╭─ Given records

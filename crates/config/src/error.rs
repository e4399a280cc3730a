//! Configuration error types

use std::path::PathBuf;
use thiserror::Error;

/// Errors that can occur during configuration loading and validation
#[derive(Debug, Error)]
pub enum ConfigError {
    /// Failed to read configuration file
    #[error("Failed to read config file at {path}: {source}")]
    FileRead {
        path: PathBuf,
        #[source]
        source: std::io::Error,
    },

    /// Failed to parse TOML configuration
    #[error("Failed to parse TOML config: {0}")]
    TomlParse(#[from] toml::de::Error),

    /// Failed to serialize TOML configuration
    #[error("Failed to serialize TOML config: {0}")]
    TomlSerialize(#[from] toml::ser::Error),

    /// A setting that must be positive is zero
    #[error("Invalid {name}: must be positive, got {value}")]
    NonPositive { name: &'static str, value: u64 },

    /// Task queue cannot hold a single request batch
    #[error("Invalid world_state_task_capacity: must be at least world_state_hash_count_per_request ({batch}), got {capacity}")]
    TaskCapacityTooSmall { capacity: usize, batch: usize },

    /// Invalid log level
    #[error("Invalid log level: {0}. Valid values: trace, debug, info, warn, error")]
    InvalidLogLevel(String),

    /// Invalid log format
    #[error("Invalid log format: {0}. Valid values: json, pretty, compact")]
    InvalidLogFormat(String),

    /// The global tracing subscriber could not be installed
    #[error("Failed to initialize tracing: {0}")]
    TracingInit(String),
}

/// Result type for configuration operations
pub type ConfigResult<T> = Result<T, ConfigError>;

╰─
╭─ Given records

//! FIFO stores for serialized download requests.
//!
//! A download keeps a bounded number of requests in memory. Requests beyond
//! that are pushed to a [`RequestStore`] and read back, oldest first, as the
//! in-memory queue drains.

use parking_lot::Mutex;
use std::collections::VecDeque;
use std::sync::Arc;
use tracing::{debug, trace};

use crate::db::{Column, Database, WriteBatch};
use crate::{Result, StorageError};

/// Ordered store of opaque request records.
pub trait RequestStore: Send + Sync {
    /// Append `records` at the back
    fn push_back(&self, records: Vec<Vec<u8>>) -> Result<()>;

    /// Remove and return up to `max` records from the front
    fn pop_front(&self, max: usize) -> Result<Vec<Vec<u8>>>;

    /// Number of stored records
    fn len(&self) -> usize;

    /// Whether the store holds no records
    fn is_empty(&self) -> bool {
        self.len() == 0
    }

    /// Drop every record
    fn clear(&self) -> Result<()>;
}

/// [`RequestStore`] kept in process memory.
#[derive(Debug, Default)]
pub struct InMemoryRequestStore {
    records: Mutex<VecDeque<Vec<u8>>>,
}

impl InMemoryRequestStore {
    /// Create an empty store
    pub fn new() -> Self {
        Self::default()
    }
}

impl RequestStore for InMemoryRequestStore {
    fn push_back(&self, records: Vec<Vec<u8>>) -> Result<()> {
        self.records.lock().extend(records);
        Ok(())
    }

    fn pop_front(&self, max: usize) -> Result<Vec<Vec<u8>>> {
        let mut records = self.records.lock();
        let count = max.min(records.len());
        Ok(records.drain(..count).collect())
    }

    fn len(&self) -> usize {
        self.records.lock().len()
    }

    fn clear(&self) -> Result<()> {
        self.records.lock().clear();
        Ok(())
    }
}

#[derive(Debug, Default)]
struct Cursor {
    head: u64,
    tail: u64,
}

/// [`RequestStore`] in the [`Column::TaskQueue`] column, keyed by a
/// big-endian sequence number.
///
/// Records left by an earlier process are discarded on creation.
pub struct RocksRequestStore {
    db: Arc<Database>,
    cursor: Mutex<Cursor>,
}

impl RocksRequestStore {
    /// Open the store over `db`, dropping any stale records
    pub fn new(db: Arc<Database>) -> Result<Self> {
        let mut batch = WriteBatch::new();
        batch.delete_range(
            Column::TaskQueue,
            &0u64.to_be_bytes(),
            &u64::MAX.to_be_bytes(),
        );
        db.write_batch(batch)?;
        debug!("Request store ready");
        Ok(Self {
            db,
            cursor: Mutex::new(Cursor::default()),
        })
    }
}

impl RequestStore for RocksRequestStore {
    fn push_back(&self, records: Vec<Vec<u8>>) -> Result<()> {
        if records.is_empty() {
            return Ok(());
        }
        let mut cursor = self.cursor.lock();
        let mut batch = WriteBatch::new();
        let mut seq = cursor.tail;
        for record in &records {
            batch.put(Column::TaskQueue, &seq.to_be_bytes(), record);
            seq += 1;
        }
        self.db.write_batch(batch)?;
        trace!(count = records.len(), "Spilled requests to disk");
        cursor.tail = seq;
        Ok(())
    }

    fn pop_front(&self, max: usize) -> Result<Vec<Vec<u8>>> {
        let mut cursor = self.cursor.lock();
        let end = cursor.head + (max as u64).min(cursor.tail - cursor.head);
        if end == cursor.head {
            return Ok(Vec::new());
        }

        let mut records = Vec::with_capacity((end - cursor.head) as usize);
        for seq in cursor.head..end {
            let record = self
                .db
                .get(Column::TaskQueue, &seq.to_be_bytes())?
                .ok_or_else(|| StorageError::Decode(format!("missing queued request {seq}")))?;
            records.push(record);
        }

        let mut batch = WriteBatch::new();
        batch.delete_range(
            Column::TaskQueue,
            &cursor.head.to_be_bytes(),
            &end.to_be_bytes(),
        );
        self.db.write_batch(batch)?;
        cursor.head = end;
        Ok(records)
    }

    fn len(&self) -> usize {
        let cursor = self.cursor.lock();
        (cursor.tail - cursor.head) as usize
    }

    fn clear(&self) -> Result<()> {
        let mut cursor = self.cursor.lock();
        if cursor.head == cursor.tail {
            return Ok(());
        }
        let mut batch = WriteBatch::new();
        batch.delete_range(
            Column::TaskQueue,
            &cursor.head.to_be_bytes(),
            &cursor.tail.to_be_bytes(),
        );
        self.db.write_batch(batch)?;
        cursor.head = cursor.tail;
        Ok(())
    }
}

╰─
╭─ Given records

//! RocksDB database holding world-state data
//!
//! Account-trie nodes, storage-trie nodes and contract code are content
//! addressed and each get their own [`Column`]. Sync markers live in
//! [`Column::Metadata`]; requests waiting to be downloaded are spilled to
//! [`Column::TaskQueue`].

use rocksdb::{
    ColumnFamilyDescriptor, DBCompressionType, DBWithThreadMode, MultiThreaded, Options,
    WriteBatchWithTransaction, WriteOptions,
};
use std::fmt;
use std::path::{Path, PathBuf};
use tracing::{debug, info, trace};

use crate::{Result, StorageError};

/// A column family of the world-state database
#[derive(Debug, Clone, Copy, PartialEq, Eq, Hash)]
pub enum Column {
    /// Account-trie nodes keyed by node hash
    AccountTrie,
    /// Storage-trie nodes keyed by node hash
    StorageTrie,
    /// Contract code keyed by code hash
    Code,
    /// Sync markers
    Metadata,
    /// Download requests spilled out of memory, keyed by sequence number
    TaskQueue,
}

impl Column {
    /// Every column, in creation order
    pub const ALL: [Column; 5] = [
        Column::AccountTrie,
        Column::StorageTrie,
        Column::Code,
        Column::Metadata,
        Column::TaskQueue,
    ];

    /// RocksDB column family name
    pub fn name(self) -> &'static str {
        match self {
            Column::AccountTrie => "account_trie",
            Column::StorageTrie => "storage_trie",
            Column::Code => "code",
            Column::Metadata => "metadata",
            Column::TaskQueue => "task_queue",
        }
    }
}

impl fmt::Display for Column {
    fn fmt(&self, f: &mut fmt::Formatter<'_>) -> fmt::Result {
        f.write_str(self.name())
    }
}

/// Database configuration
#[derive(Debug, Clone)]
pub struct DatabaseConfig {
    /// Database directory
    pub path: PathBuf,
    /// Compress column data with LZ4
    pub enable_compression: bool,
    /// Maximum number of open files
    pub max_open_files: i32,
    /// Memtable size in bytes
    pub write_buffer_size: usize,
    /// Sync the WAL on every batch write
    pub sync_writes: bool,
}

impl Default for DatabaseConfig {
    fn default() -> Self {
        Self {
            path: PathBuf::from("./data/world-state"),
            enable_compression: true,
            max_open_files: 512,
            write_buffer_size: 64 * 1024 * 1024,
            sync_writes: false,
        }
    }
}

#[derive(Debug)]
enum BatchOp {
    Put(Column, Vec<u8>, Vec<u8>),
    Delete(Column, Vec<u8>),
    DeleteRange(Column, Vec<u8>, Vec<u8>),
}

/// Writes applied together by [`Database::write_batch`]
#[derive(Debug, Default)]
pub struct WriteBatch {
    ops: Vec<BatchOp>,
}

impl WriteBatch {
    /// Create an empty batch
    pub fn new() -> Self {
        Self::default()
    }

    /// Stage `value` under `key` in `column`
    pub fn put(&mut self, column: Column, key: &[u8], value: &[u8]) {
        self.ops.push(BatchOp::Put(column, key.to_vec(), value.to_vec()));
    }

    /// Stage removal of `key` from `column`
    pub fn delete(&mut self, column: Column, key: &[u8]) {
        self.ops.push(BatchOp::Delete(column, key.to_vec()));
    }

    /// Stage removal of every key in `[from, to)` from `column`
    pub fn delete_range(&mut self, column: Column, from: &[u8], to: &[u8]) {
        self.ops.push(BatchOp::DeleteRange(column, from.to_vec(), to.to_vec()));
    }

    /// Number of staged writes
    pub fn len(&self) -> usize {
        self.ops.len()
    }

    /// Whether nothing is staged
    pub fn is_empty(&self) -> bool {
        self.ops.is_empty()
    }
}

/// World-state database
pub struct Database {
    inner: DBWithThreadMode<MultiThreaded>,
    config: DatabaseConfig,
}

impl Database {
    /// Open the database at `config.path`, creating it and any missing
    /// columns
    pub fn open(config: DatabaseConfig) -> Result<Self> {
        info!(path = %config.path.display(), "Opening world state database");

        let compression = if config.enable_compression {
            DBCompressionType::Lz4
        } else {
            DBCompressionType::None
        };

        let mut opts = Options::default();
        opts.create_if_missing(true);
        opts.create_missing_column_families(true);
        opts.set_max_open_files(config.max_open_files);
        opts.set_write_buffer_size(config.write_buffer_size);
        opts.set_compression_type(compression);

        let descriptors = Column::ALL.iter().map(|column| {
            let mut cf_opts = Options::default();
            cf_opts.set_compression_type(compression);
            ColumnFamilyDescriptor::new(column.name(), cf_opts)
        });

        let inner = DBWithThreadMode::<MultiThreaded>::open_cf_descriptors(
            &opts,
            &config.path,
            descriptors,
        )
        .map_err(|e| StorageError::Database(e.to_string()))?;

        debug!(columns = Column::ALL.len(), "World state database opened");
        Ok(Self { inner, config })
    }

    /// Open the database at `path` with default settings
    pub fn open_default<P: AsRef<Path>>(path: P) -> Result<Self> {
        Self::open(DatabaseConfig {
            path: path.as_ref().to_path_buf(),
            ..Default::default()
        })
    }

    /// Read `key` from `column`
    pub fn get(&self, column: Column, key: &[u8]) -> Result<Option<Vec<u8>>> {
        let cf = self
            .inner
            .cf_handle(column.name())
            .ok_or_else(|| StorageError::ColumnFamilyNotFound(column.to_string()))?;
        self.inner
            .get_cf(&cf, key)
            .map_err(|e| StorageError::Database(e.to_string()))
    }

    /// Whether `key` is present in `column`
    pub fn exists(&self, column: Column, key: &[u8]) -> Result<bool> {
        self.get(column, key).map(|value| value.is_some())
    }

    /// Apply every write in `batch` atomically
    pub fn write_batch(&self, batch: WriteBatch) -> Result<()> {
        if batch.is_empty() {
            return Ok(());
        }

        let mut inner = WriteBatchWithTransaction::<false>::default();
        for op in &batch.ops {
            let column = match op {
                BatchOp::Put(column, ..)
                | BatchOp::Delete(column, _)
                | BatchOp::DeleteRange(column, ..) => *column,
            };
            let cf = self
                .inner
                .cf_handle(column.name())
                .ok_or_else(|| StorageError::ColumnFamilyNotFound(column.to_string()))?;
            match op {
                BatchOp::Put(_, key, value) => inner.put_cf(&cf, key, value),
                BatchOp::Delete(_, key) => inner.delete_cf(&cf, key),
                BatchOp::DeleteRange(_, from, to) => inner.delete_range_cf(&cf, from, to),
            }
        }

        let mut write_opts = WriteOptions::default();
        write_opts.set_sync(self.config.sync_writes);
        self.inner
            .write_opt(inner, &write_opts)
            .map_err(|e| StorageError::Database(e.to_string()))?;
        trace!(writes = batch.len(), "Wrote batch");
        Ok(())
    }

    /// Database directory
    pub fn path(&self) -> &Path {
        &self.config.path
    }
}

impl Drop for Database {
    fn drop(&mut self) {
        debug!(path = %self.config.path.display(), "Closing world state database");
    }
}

╰─

> _Problem description_: The answer must be every line from the records above that contains the word "ConfigError", copied out.

> _Answer for the task_:
pub enum ConfigError {
pub type ConfigResult<T> = Result<T, ConfigError>;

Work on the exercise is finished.